#### TASK DIRECTIONS
Out of the listing below, copy every line that carries the string "count".

#### GIVEN DATA
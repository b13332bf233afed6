use thiserror::Error;

use super::entity::DnsRcode;

#[derive(Debug, Error)]
pub enum DnsError {
    #[error("malformed DNS message: {0}")]
    Malformed(String),

    #[error("truncated DNS message: need at least {need} bytes, got {got}")]
    Truncated { need: usize, got: usize },

    #[error("label too long: {length} bytes (max 63)")]
    LabelTooLong { length: usize },

    #[error("domain name too long: {length} bytes (max 253)")]
    NameTooLong { length: usize },

    #[error("too many records in section: {count} (max {max})")]
    TooManyRecords { count: u16, max: u16 },

    #[error("compression pointer loop detected")]
    CompressionLoop,

    #[error("invalid query name '{name}': {reason}")]
    InvalidQueryName { name: String, reason: String },

    #[error("upstream returned error rcode {0}")]
    ErrorRcode(DnsRcode),

    #[error("unexpected DNS transaction id: got {got}, want {want}")]
    TransactionIdMismatch { got: u16, want: u16 },

    #[error("DNS transport error: {0}")]
    Transport(String),
}

impl From<std::io::Error> for DnsError {
    fn from(err: std::io::Error) -> Self {
        Self::Transport(err.to_string())
    }
}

#### ANSWER TO THIS TASK
    #[error("too many records in section: {count} (max {max})")]
    TooManyRecords { count: u16, max: u16 },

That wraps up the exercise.